(Dataset entries)
____

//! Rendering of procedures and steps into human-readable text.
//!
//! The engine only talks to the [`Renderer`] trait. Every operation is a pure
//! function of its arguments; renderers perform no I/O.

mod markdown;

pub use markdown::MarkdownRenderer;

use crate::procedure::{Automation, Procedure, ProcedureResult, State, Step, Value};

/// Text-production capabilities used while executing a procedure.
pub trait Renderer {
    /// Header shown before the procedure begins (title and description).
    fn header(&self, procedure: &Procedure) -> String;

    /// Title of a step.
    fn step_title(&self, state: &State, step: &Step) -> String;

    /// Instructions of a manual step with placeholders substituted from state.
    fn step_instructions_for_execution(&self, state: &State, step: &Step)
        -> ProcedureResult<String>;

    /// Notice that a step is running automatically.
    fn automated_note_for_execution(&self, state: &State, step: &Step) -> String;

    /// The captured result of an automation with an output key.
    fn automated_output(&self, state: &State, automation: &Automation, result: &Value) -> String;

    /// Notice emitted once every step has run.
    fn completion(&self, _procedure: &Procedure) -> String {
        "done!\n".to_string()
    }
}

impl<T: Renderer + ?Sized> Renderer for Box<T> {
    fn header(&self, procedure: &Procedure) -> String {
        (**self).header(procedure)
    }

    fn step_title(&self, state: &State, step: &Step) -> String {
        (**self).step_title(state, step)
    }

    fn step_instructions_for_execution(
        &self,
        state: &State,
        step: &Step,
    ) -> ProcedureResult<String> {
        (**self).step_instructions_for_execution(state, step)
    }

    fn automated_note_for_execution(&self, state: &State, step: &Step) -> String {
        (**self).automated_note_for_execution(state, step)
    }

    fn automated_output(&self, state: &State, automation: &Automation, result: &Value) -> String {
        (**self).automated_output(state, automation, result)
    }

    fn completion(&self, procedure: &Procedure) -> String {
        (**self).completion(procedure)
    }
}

____

» WHAT YOU ARE ASKED TO DO
Match on "markdown" and report each line of the data above that has it.

» RESULT OF THE EXERCISE
mod markdown;
pub use markdown::MarkdownRenderer;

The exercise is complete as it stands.